■ Exercise aim ■
Tally up the lines below that carry the word "const", answering with the figure alone.

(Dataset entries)
=== Begin Enclosure ===

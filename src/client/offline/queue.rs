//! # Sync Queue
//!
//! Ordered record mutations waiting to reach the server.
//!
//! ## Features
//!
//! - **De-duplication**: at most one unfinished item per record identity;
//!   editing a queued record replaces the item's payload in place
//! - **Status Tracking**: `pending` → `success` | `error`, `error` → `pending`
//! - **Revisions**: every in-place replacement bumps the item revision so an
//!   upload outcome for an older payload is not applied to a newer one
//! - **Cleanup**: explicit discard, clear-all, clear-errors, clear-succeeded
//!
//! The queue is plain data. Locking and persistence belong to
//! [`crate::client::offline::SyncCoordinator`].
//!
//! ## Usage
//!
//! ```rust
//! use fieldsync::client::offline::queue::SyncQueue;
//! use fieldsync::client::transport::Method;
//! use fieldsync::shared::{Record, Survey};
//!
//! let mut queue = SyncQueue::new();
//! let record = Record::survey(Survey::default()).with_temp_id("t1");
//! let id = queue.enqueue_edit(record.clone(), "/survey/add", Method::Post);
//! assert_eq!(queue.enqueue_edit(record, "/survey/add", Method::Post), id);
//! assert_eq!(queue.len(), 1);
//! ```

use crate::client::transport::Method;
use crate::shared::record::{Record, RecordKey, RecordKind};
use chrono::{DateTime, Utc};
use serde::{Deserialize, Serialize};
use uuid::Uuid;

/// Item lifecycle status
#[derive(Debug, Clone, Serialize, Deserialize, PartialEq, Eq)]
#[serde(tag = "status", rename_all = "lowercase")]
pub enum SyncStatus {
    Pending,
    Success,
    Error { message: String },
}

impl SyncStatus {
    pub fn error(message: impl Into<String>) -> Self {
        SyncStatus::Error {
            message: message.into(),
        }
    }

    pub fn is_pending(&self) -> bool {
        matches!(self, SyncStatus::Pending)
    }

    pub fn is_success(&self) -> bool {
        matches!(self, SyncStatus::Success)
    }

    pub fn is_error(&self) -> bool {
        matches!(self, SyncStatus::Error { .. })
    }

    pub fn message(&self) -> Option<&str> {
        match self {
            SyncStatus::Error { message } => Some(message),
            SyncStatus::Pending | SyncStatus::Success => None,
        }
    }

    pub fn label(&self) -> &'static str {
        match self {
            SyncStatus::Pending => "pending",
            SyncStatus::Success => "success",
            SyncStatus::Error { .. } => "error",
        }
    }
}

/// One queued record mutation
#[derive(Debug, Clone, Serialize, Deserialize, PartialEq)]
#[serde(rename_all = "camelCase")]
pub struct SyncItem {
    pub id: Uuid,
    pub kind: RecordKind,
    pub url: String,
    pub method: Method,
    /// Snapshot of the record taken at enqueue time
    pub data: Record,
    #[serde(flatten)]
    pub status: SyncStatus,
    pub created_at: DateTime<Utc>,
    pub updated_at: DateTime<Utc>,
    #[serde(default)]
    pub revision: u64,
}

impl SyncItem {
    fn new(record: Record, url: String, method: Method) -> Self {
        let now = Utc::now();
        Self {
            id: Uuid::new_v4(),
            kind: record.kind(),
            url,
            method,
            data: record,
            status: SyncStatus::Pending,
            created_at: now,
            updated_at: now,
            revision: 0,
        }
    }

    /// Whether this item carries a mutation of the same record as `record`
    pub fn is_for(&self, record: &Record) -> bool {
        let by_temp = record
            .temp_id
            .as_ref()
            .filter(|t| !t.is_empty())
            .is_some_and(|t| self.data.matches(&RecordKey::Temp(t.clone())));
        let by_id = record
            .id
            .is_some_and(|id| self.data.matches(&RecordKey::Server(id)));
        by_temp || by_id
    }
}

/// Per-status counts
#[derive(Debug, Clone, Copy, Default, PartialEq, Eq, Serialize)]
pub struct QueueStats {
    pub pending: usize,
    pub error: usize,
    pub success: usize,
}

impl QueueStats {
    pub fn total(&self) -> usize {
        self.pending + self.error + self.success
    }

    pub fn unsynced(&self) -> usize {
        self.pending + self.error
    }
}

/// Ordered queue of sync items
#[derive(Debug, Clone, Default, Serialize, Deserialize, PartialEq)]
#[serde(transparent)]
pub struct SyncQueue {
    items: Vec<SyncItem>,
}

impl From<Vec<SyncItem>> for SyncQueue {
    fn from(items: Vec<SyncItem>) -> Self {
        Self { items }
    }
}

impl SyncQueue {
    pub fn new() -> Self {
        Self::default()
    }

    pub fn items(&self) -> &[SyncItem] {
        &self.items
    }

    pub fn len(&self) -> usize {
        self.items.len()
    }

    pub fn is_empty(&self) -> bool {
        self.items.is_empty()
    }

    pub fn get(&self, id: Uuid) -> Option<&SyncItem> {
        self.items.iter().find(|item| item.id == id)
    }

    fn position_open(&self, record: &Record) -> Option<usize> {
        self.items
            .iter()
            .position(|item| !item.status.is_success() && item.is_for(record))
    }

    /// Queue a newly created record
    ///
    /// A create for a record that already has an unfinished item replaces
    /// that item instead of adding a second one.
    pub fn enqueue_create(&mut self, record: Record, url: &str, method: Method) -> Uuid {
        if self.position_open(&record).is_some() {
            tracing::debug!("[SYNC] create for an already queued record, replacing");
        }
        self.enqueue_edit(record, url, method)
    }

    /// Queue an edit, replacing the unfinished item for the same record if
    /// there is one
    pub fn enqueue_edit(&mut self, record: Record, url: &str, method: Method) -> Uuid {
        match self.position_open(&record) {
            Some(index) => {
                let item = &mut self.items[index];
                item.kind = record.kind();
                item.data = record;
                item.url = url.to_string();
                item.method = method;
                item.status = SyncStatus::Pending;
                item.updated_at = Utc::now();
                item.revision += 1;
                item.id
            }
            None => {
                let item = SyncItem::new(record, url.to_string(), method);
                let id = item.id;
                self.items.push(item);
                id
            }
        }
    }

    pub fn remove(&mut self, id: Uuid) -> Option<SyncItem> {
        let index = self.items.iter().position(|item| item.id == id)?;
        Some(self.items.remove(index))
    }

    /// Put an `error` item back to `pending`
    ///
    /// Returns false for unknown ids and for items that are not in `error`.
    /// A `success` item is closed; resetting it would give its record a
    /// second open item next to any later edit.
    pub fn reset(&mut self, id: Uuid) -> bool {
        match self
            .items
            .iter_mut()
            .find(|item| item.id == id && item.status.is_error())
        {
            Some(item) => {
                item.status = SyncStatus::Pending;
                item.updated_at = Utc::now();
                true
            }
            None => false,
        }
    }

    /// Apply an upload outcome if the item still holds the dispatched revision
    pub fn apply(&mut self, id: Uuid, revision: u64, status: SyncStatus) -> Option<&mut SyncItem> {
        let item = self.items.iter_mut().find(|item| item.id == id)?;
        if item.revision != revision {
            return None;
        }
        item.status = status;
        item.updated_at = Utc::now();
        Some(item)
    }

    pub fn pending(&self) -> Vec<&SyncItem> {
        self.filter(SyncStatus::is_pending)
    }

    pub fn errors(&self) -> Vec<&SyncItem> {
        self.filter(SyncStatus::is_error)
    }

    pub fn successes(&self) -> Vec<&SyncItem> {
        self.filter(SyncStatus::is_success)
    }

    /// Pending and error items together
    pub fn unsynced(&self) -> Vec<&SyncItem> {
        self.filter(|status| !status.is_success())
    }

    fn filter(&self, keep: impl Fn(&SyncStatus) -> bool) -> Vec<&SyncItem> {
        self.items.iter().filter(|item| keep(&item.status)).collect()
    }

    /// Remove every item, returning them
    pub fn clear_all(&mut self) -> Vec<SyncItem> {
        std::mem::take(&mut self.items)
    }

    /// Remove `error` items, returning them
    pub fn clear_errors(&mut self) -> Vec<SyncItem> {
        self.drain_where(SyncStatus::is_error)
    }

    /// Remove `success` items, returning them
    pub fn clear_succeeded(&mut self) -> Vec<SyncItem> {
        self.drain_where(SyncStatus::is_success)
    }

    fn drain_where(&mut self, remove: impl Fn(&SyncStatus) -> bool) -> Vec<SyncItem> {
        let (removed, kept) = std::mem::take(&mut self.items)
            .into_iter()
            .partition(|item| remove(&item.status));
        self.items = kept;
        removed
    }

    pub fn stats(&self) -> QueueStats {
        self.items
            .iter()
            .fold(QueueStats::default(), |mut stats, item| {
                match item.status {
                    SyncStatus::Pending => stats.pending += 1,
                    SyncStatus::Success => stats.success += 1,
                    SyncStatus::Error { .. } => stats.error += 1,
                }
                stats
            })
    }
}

=== End Enclosure ===
=== Begin Enclosure ===

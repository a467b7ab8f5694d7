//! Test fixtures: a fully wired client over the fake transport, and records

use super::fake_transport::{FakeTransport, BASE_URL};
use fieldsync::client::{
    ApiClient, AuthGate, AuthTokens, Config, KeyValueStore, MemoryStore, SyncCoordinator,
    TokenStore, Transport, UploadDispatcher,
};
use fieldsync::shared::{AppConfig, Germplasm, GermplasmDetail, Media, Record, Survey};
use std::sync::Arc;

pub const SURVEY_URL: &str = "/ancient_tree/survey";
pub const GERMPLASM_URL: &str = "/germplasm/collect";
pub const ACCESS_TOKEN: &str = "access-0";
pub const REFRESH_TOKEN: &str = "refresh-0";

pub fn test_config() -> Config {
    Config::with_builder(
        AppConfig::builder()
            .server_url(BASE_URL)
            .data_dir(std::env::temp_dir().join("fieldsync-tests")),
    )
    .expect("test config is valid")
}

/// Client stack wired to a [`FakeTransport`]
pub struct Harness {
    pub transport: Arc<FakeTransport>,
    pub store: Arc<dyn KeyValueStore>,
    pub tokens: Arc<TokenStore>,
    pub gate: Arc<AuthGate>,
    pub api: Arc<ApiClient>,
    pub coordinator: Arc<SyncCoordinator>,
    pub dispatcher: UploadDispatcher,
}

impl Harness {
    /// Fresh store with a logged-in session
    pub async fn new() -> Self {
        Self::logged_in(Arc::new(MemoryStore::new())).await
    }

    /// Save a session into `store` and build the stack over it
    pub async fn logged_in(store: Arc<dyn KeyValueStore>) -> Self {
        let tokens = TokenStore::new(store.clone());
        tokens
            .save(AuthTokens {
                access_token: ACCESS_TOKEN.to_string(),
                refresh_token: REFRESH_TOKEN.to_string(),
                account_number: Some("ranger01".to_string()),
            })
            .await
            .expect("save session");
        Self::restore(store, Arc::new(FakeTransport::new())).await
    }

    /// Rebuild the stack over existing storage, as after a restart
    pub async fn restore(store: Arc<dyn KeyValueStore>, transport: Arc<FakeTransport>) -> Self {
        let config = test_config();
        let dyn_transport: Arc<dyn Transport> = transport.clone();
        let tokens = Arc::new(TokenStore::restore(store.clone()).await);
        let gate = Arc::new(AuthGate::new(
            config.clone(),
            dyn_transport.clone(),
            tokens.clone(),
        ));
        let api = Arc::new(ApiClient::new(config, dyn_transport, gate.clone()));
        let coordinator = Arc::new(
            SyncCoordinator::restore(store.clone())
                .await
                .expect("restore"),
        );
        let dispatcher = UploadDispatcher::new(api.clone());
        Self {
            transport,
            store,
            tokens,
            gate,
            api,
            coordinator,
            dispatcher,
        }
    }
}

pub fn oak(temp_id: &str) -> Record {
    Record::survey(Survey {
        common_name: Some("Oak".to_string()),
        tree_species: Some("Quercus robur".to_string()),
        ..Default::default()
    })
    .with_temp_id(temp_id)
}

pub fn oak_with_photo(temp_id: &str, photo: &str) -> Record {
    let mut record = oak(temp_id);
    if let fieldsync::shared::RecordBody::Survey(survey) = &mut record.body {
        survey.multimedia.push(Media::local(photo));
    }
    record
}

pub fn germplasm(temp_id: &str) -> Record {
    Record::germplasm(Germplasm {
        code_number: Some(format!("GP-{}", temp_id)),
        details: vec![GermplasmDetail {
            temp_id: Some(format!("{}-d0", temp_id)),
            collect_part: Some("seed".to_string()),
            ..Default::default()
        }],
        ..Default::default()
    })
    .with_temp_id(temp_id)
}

=== End Enclosure ===

■ Answer to the problem ■
4